Special Effects Automation Kit¶
The special materials for the course include a rapid-prototyping kit of laser-cut wood parts and standard mechanical components. This is intended to ease building articulated armatures with a minimum of fabrication. The individual component designs are all available as a start for projects to make custom parts, subject to CAD and laser-cutter experience.
The course emphasizes real-time practical effects, mostly at model-scale. Since this usually happens on a shot-by-shot basis, the goal is to support quick, temporary construction, and to keep it very inexpensive. This is likely to include the following needs:
- building structures to hold materials in a scene
- making articulated armatures to move props or puppets in a scene
- setting up rigs to hold or move lights and cameras
- connecting actuators to rigs and armatures for scene automation
The following guide includes images of the reference designs. Many of the parts exist in multiple variations which can be found in the DXF file archive. These images are not to scale.
Contents
Gears¶
Spur Gear¶
Basic Connections¶
(need sketch or photos for: captive-screw connection, standard hole pattern, lap-joint slot, etc.)
Standard Components¶
(need renderings or images for shoulder screws, servos, bearings, etc.)
License and Repository¶
The text content and mechanical designs of the 16-374/60-428 Automation Kit by Garth Zeglin are licensed under a Creative Commons Attribution-ShareAlike 4.0 International License. Based on a work at https://courses.ideate.cmu.edu/16-374.
The original SolidWorks design files for the wooden components are available as a single zip file, or may be browsed file by file in the SolidWorks file tree.
Design Rule Guide¶
The base components and subassemblies were designed with the following set of constraints, chosen for both general purpose utility and simplicity of fabrication. New parts for the kit should generally follow this rules. This list will continue to evolve.
- Material: 6 mm Baltic Birch double-sided plywood.
- Dimensional grid: part features are generally chosen on a 25mm grid. E.g, the basic straight connecting links are 25 or 50mm wide.
- Wooden part fasteners: M6 bolts and nuts. Specific components may require special cases.

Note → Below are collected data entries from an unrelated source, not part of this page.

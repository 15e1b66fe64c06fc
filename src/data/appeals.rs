//! Appeals outcomes by nationality. Rows join against the nationality
//! index by code for display names and page links.

use serde::{Deserialize, Serialize};

use crate::data::loader::{DataError, DataRoot};
use crate::data::metrics;

pub const APPEALS_FILE: &str = "appeals.json";

#[derive(Debug, Clone, Serialize, Deserialize)]
#[serde(rename_all = "camelCase")]
pub struct AppealsTable {
    #[serde(default)]
    pub data_version: Option<String>,
    #[serde(default)]
    pub source_note: Option<String>,
    pub rows: Vec<AppealRow>,
}

#[derive(Debug, Clone, Serialize, Deserialize)]
#[serde(rename_all = "camelCase")]
pub struct AppealRow {
    pub nationality_code: String,
    pub filed: u64,
    pub sustained: u64,
    pub dismissed: u64,
}

impl AppealRow {
    /// Share of decided appeals that were sustained.
    pub fn sustain_rate(&self) -> Option<f64> {
        metrics::percentage(self.sustained, self.sustained + self.dismissed)
    }
}

pub fn load_appeals(root: &DataRoot) -> Result<Option<AppealsTable>, DataError> {
    root.read_optional(APPEALS_FILE)
}

#[cfg(test)]
mod tests {
    use super::AppealRow;
    use crate::data::metrics::format_percent;

    #[test]
    fn sustain_rate_guards_undecided_rows() {
        let decided = AppealRow {
            nationality_code: "GT".to_string(),
            filed: 100,
            sustained: 25,
            dismissed: 75,
        };
        assert_eq!(format_percent(decided.sustain_rate()), "25.0%");

        let undecided = AppealRow {
            nationality_code: "HN".to_string(),
            filed: 10,
            sustained: 0,
            dismissed: 0,
        };
        assert_eq!(undecided.sustain_rate(), None);
    }
}
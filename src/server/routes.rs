use crate::data::export_csv::{export_table, ExportError};
use crate::data::registry::DataRegistry;
use crate::server::api;
use crate::server::static_files;

pub struct HttpResponse {
    pub status_code: u16,
    pub status_text: &'static str,
    pub content_type: &'static str,
    pub body: String,
}

impl HttpResponse {
    pub fn to_http_string(&self) -> String {
        format!(
            "HTTP/1.1 {} {}\r\nContent-Type: {}\r\nContent-Length: {}\r\nConnection: close\r\n\r\n{}",
            self.status_code,
            self.status_text,
            self.content_type,
            self.body.len(),
            self.body
        )
    }
}

pub fn route_request(registry: &DataRegistry, method: &str, path: &str) -> HttpResponse {
    if let Some(response) = static_files::try_serve_static(method, path) {
        return response;
    }
    if method != "GET" {
        return error_response(405, "Method Not Allowed", "Only GET is supported");
    }

    let route = path.split('?').next().unwrap_or(path);
    match route {
        "/" => HttpResponse {
            status_code: 200,
            status_text: "OK",
            content_type: "text/html; charset=utf-8",
            body: index_html(),
        },
        "/api/health" => respond(api::health_payload()),
        "/api/stats" => respond(api::stats_payload(registry)),
        "/api/data/version" => respond(api::data_version_payload(registry)),
        "/api/nationalities" => respond(api::nationalities_payload(registry)),
        "/api/courts" => respond(api::courts_payload(registry)),
        "/api/judges" => respond(api::judges_payload(registry)),
        "/api/appeals" => respond(api::appeals_payload(registry)),
        "/api/border-encounters" => respond(api::border_encounters_payload(registry)),
        "/api/drug-seizures" => respond(api::drug_seizures_payload(registry)),
        "/api/bonds" => respond(api::bonds_payload(registry)),
        "/api/wait-times" => respond(api::wait_times_payload(registry)),
        "/api/custody" => respond(api::custody_payload(registry)),
        "/api/gender" => respond(api::gender_payload(registry)),
        "/api/languages" => respond(api::languages_payload(registry)),
        "/api/case-types" => respond(api::case_types_payload(registry)),
        "/api/outcomes" => respond(api::outcomes_payload(registry)),
        "/api/yearly-trends" => respond(api::yearly_trends_payload(registry)),
        route if route.starts_with("/api/nationalities/") => {
            let slug = tail_segment(route, "/api/nationalities/");
            respond(api::nationality_detail_payload(registry, slug))
        }
        route if route.starts_with("/api/courts/") => {
            let slug = tail_segment(route, "/api/courts/");
            respond(api::court_detail_payload(registry, slug))
        }
        route if route.starts_with("/api/judges/") => {
            let slug = tail_segment(route, "/api/judges/");
            respond(api::judge_detail_payload(registry, slug))
        }
        route if route.starts_with("/api/top/") => {
            let category = tail_segment(route, "/api/top/");
            let n = parse_query_n(path).unwrap_or(api::DEFAULT_TOP_N);
            respond(api::top_payload(registry, category, n))
        }
        route if route.starts_with("/api/export/") => {
            let table = tail_segment(route, "/api/export/").trim_end_matches(".csv");
            export_response(registry, table)
        }
        _ => error_response(404, "Not Found", "Route not found"),
    }
}

fn tail_segment<'a>(route: &'a str, prefix: &str) -> &'a str {
    route
        .trim_start_matches(prefix)
        .split('/')
        .next()
        .unwrap_or("")
}

/// Parse `n=<count>` from the query string.
fn parse_query_n(path: &str) -> Option<usize> {
    let query = path.split('?').nth(1)?;
    query
        .split('&')
        .find_map(|pair| pair.trim().strip_prefix("n="))
        .and_then(|value| value.parse::<usize>().ok())
}

fn respond(result: Result<String, api::ApiError>) -> HttpResponse {
    match result {
        Ok(payload) => HttpResponse {
            status_code: 200,
            status_text: "OK",
            content_type: "application/json",
            body: payload,
        },
        Err(api::ApiError::NotFound(message)) => error_response(404, "Not Found", message),
        Err(err) => error_response(500, "Internal Server Error", &err.to_string()),
    }
}

fn export_response(registry: &DataRegistry, table: &str) -> HttpResponse {
    match export_table(registry, table) {
        Ok(csv) => HttpResponse {
            status_code: 200,
            status_text: "OK",
            content_type: "text/csv; charset=utf-8",
            body: csv,
        },
        Err(ExportError::UnknownTable(_)) => {
            error_response(404, "Not Found", "Unknown export table")
        }
        Err(ExportError::NotAvailable(_)) => {
            error_response(404, "Not Found", "Dataset not available")
        }
        Err(err) => error_response(500, "Internal Server Error", &err.to_string()),
    }
}

fn error_response(status_code: u16, status_text: &'static str, message: &str) -> HttpResponse {
    HttpResponse {
        status_code,
        status_text,
        content_type: "application/json",
        body: format!(
            "{{\n  \"status\": \"error\",\n  \"message\": {}\n}}",
            serde_json::to_string(message).unwrap_or_else(|_| "\"Unknown error\"".to_string())
        ),
    }
}

fn index_html() -> String {
    r##"<!doctype html>
<html lang="en">
<head>
  <meta charset="utf-8" />
  <meta name="viewport" content="width=device-width,initial-scale=1" />
  <title>Docket API Console</title>
  <style>
    body { font-family: Georgia, serif; max-width: 860px; margin: 24px auto; padding: 0 12px; }
    h1 { margin-bottom: 8px; }
    .card { border: 1px solid #ddd; border-radius: 8px; padding: 14px; margin: 14px 0; }
    a { margin-right: 12px; }
    pre { background: #111; color: #d8e8ff; padding: 12px; overflow: auto; border-radius: 6px; min-height: 160px; }
  </style>
</head>
<body>
  <h1>Docket Local API</h1>
  <p>Immigration court statistics, served from the local data directory.</p>

  <div class="card">
    <strong>Datasets</strong>
    <div>
      <a href="#" data-path="/api/stats">stats</a>
      <a href="#" data-path="/api/nationalities">nationalities</a>
      <a href="#" data-path="/api/courts">courts</a>
      <a href="#" data-path="/api/judges">judges</a>
      <a href="#" data-path="/api/top/nationalities?n=10">top nationalities</a>
      <a href="#" data-path="/api/appeals">appeals</a>
      <a href="#" data-path="/api/wait-times">wait times</a>
      <a href="#" data-path="/api/yearly-trends">trends</a>
      <a href="#" data-path="/api/data/version">data version</a>
    </div>
  </div>

  <pre id="output">Ready.</pre>

  <script>
    const output = document.getElementById('output');
    document.querySelectorAll('a[data-path]').forEach(link => {
      link.addEventListener('click', async (event) => {
        event.preventDefault();
        output.textContent = 'Loading…';
        const response = await fetch(link.dataset.path);
        output.textContent = 'HTTP ' + response.status + '\n' + await response.text();
      });
    });
  </script>
</body>
</html>
"##
    .to_string()
}
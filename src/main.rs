use std::env;

fn main() {
    env_logger::init();
    let args: Vec<String> = env::args().collect();
    std::process::exit(docket::cli::run_with_args(&args));
}
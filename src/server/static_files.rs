//! Serve the built site from public/ when it exists. API paths are never
//! served from disk.

use std::fs;

use super::routes::HttpResponse;

/// Try to serve a static file. Returns None when static serving is not
/// available or the path belongs to the API.
pub fn try_serve_static(method: &str, path: &str) -> Option<HttpResponse> {
    if method != "GET" {
        return None;
    }
    if path.starts_with("/api") || path == "/" {
        return None;
    }

    let path = path.split('?').next().unwrap_or(path).trim_start_matches('/');
    if path.contains("..") {
        return None;
    }

    let base = std::env::current_dir().ok()?;
    let public = base.join("public").canonicalize().ok().or_else(|| {
        let d = base.join("dist");
        d.canonicalize().ok()
    })?;

    let file_path = public.join(path);
    if !file_path.starts_with(&public) || !file_path.is_file() {
        return None;
    }

    let content_type = content_type_for_path(path);
    if !is_text_content_type(content_type) {
        return None;
    }
    let body = fs::read_to_string(&file_path).ok()?;

    Some(HttpResponse {
        status_code: 200,
        status_text: "OK",
        content_type,
        body,
    })
}

fn content_type_for_path(path: &str) -> &'static str {
    if path.ends_with(".html") {
        "text/html; charset=utf-8"
    } else if path.ends_with(".js") {
        "application/javascript; charset=utf-8"
    } else if path.ends_with(".css") {
        "text/css; charset=utf-8"
    } else if path.ends_with(".json") {
        "application/json; charset=utf-8"
    } else if path.ends_with(".csv") {
        "text/csv; charset=utf-8"
    } else {
        "application/octet-stream"
    }
}

fn is_text_content_type(ct: &str) -> bool {
    ct.starts_with("text/")
        || ct.starts_with("application/javascript")
        || ct.starts_with("application/json")
}
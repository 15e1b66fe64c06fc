//! Aggregate stats summary shown on the overview page. Written by the
//! upstream pipeline; every count here is pre-computed and read-only.

use serde::{Deserialize, Serialize};

use crate::data::loader::{DataError, DataRoot};
use crate::data::metrics;

pub const STATS_FILE: &str = "stats.json";

#[derive(Debug, Clone, Serialize, Deserialize)]
#[serde(rename_all = "camelCase")]
pub struct StatsSummary {
    #[serde(default)]
    pub data_version: Option<String>,
    #[serde(default)]
    pub source_note: Option<String>,
    pub total_cases: u64,
    pub pending_cases: u64,
    pub asylum_granted: u64,
    pub asylum_denied: u64,
    pub removal_orders: u64,
    pub judges: u64,
    pub courts: u64,
    pub nationalities: u64,
    pub represented_cases: u64,
}

impl StatsSummary {
    /// Asylum cases with a decision on record.
    pub fn asylum_decided(&self) -> u64 {
        self.asylum_granted + self.asylum_denied
    }

    pub fn grant_rate(&self) -> Option<f64> {
        metrics::percentage(self.asylum_granted, self.asylum_decided())
    }

    pub fn denial_rate(&self) -> Option<f64> {
        metrics::percentage(self.asylum_denied, self.asylum_decided())
    }

    pub fn representation_rate(&self) -> Option<f64> {
        metrics::percentage(self.represented_cases, self.total_cases)
    }
}

pub fn load_stats(root: &DataRoot) -> Result<StatsSummary, DataError> {
    root.read_required(STATS_FILE)
}

#[cfg(test)]
mod tests {
    use super::StatsSummary;
    use crate::data::metrics::format_percent;

    fn summary(granted: u64, denied: u64) -> StatsSummary {
        StatsSummary {
            data_version: None,
            source_note: None,
            total_cases: 3_500_000,
            pending_cases: 1_500_000,
            asylum_granted: granted,
            asylum_denied: denied,
            removal_orders: 1_200_000,
            judges: 600,
            courts: 68,
            nationalities: 120,
            represented_cases: 2_100_000,
        }
    }

    #[test]
    fn grant_rate_renders_one_decimal() {
        let stats = summary(918_787, 2_081_213);
        assert_eq!(stats.asylum_decided(), 3_000_000);
        assert_eq!(format_percent(stats.grant_rate()), "30.6%");
        assert_eq!(format_percent(stats.representation_rate()), "60.0%");
    }

    #[test]
    fn rates_are_unavailable_with_no_decisions() {
        let stats = summary(0, 0);
        assert_eq!(stats.grant_rate(), None);
        assert_eq!(stats.denial_rate(), None);
    }
}
//! Startup-loaded registry of the required datasets. Load once, share via
//! Arc across the server and CLI. Detail records and topical tables stay on
//! disk and are read per request; there is no shared cache to invalidate.

use std::collections::HashMap;
use std::sync::Arc;

use crate::data::court::{
    load_court_index, load_court_record, CourtIndex, CourtIndexEntry, CourtRecord,
};
use crate::data::judge::{
    load_judge_index, load_judge_record, JudgeIndex, JudgeIndexEntry, JudgeRecord,
};
use crate::data::loader::{DataError, DataRoot};
use crate::data::lookup::index_by_owned;
use crate::data::nationality::{
    load_nationality_index, load_nationality_record, NationalityIndex, NationalityIndexEntry,
    NationalityRecord,
};
use crate::data::stats::{load_stats, StatsSummary};

/// Read-only registry of the datasets every page needs. The three indexes
/// and the stats summary are required; their absence is a startup failure.
#[derive(Debug)]
pub struct DataRegistry {
    root: DataRoot,
    pub stats: StatsSummary,
    pub nationality_index: NationalityIndex,
    pub court_index: CourtIndex,
    pub judge_index: JudgeIndex,
    nationalities_by_code: HashMap<String, NationalityIndexEntry>,
    nationalities_by_slug: HashMap<String, NationalityIndexEntry>,
    courts_by_code: HashMap<String, CourtIndexEntry>,
    courts_by_slug: HashMap<String, CourtIndexEntry>,
    judges_by_slug: HashMap<String, JudgeIndexEntry>,
}

impl DataRegistry {
    /// Load all required datasets from the root. Returns an Arc so the
    /// registry can be shared across request handlers.
    pub fn load(root: DataRoot) -> Result<Arc<DataRegistry>, DataError> {
        let stats = load_stats(&root)?;
        let nationality_index = load_nationality_index(&root)?;
        let court_index = load_court_index(&root)?;
        let judge_index = load_judge_index(&root)?;

        let nationalities_by_code =
            index_by_owned(&nationality_index.nationalities, |e| e.code.clone());
        let nationalities_by_slug =
            index_by_owned(&nationality_index.nationalities, |e| e.slug.clone());
        let courts_by_code = index_by_owned(&court_index.courts, |e| e.code.clone());
        let courts_by_slug = index_by_owned(&court_index.courts, |e| e.slug.clone());
        let judges_by_slug = index_by_owned(&judge_index.judges, |e| e.slug.clone());

        log::info!(
            "data registry loaded from {}: {} nationalities, {} courts, {} judges",
            root.path().display(),
            nationality_index.nationalities.len(),
            court_index.courts.len(),
            judge_index.judges.len()
        );

        Ok(Arc::new(DataRegistry {
            root,
            stats,
            nationality_index,
            court_index,
            judge_index,
            nationalities_by_code,
            nationalities_by_slug,
            courts_by_code,
            courts_by_slug,
            judges_by_slug,
        }))
    }

    pub fn root(&self) -> &DataRoot {
        &self.root
    }

    pub fn nationality_by_code(&self, code: &str) -> Option<&NationalityIndexEntry> {
        self.nationalities_by_code.get(code)
    }

    pub fn nationality_by_slug(&self, slug: &str) -> Option<&NationalityIndexEntry> {
        self.nationalities_by_slug.get(slug)
    }

    pub fn court_by_code(&self, code: &str) -> Option<&CourtIndexEntry> {
        self.courts_by_code.get(code)
    }

    pub fn court_by_slug(&self, slug: &str) -> Option<&CourtIndexEntry> {
        self.courts_by_slug.get(slug)
    }

    pub fn judge_by_slug(&self, slug: &str) -> Option<&JudgeIndexEntry> {
        self.judges_by_slug.get(slug)
    }

    /// Resolve a nationality page by slug. The detail file on disk decides
    /// whether the page exists.
    pub fn resolve_nationality(&self, slug: &str) -> Result<Option<NationalityRecord>, DataError> {
        load_nationality_record(&self.root, slug)
    }

    pub fn resolve_court(&self, slug: &str) -> Result<Option<CourtRecord>, DataError> {
        load_court_record(&self.root, slug)
    }

    pub fn resolve_judge(&self, slug: &str) -> Result<Option<JudgeRecord>, DataError> {
        load_judge_record(&self.root, slug)
    }
}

- Extrusion rail fasteners: M3 button-head socket cap screws and square nuts.
- Clearance holes: nominal 6 mm. This is a close fit on an M6 screw.
- Bolt pattern: the standard interconnection pattern uses a 25 mm grid with four 6 mm holes at the vertices of a square with 25 mm sides, centered in a 50 mm square area.
- Shafts: 6 mm shoulder screws.
- Shaft holes: 6 mm drill. This is a free fit on a 6 mm shoulder screw. (This may need adjustment.)
- Where parts glue together, provide 0.2 mm glue gap: increase holes in outer surfaces by 0.4 mm diameter, increase slot lengths and widths by 0.4 mm.
- Existing tabs are either 15 or 30 mm long. Existing slots are 9.4 mm wide and 15.4 mm or 30.4 long with the glue allowance. Inside corners are 3.5 mm radius. The preferred inside corner design uses a 180 degree arc, but the position varies depending on the purpose.
- Bearings: still in flux. Some components will use a 6 mm shaft in a plain wooden hole, some may use a 6 mm shaft in a bushing with 8 mm OD, some may use an 8 mm shaft in a 8x22x7 mm skate ball bearing. The actuated knee designs use a 50x65x7 mm thin-section ball bearing.
- SolidWorks parts include Design Tables wherever possible with systematic parametric variations.